=== Records to process ===

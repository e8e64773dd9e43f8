//! Session log records and the token vocabulary the aggregator recognizes.

use chrono::NaiveDateTime;
use serde::{Deserialize, Serialize};

/// Session kinds that participate in typed aggregation.
///
/// The log format itself is open-ended: any word token is accepted as a
/// session type and kept verbatim on the entry. Only these three kinds are
/// counted in the per-type totals.
#[derive(Debug, Clone, Copy, PartialEq, Eq, Hash, Serialize, Deserialize)]
#[serde(rename_all = "snake_case")]
pub enum SessionKind {
    Work,
    ShortBreak,
    LongBreak,
}

impl SessionKind {
    #[must_use]
    pub const fn as_str(&self) -> &'static str {
        match self {
            Self::Work => "work",
            Self::ShortBreak => "short_break",
            Self::LongBreak => "long_break",
        }
    }
}

impl std::fmt::Display for SessionKind {
    fn fmt(&self, f: &mut std::fmt::Formatter<'_>) -> std::fmt::Result {
        f.write_str(self.as_str())
    }
}

impl std::str::FromStr for SessionKind {
    type Err = String;

    fn from_str(s: &str) -> Result<Self, Self::Err> {
        match s {
            "work" => Ok(Self::Work),
            "short_break" => Ok(Self::ShortBreak),
            "long_break" => Ok(Self::LongBreak),
            _ => Err(format!("unrecognized session type: {s}")),
        }
    }
}

/// Session outcomes that participate in aggregation.
///
/// A completed session contributes its duration to the totals; a skipped
/// one only bumps the skip counter. Any other status token rides along on
/// the entry without affecting either.
#[derive(Debug, Clone, Copy, PartialEq, Eq, Hash, Serialize, Deserialize)]
#[serde(rename_all = "snake_case")]
pub enum SessionStatus {
    Completed,
    Skipped,
}

impl SessionStatus {
    #[must_use]
    pub const fn as_str(&self) -> &'static str {
        match self {
            Self::Completed => "completed",
            Self::Skipped => "skipped",
        }
    }
}

impl std::fmt::Display for SessionStatus {
    fn fmt(&self, f: &mut std::fmt::Formatter<'_>) -> std::fmt::Result {
        f.write_str(self.as_str())
    }
}

impl std::str::FromStr for SessionStatus {
    type Err = String;

    fn from_str(s: &str) -> Result<Self, Self::Err> {
        match s {
            "completed" => Ok(Self::Completed),
            "skipped" => Ok(Self::Skipped),
            _ => Err(format!("unrecognized session status: {s}")),
        }
    }
}

/// One parsed record from the session log.
///
/// The `session_type` and `status` tokens are kept as raw strings so that
/// entries the aggregator does not recognize still survive parsing and
/// count toward the entry total.
#[derive(Debug, Clone, PartialEq, Eq, Serialize, Deserialize)]
pub struct SessionEntry {
    /// When the session was recorded. Naive wall-clock time; a trailing
    /// `Z` in the log is stripped, not converted.
    pub timestamp: NaiveDateTime,
    /// Raw session type token, e.g. `work` or `short_break`.
    pub session_type: String,
    /// Raw status token, e.g. `completed` or `skipped`.
    pub status: String,
    /// Session length in seconds; 0 when the line carried none.
    #[serde(default)]
    pub duration_seconds: i64,
    /// Position within the 4-session cycle, when the writer recorded it.
    #[serde(default, skip_serializing_if = "Option::is_none")]
    pub cycle: Option<i64>,
    /// Free-form label, when the writer recorded one.
    #[serde(default, skip_serializing_if = "Option::is_none")]
    pub tag: Option<String>,
}

impl SessionEntry {
    /// True when this entry is a completed work session, the unit every
    /// focus metric is built from.
    #[must_use]
    pub fn is_completed_work(&self) -> bool {
        matches!(self.session_type.parse(), Ok(SessionKind::Work))
            && matches!(self.status.parse(), Ok(SessionStatus::Completed))
    }
}
//! List catalog entries.

use draftforge_project_model::{CatalogKind, Catalogs};

pub fn run(kind: Option<CatalogKind>) -> anyhow::Result<()> {
    let catalogs = Catalogs::builtin()?;
    let kinds = match kind {
        Some(kind) => vec![kind],
        None => vec![
            CatalogKind::Effect,
            CatalogKind::Transition,
            CatalogKind::Animation,
        ],
    };

    for kind in kinds {
        println!("{kind}s:");
        for entry in catalogs.entries(kind) {
            let detail = match kind {
                CatalogKind::Effect => format!("{} params", entry.default_parameters.len()),
                CatalogKind::Transition => format!(
                    "{:.1}s{}",
                    entry.default_duration_micros as f64 / 1e6,
                    if entry.is_overlapping { ", overlap" } else { "" }
                ),
                CatalogKind::Animation => format!(
                    "{:.1}s",
                    entry.default_duration_micros as f64 / 1e6
                ),
            };
            println!(
                "  {:<14} {:<20} {:<8} {detail}",
                entry.name, entry.resource_id, entry.category
            );
        }
        println!();
    }

    Ok(())
}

===

_Your task_
Across all the records above, find each line with "aggregator" in it and copy it.

_Task answer_
//! Session log records and the token vocabulary the aggregator recognizes.
/// entries the aggregator does not recognize still survive parsing and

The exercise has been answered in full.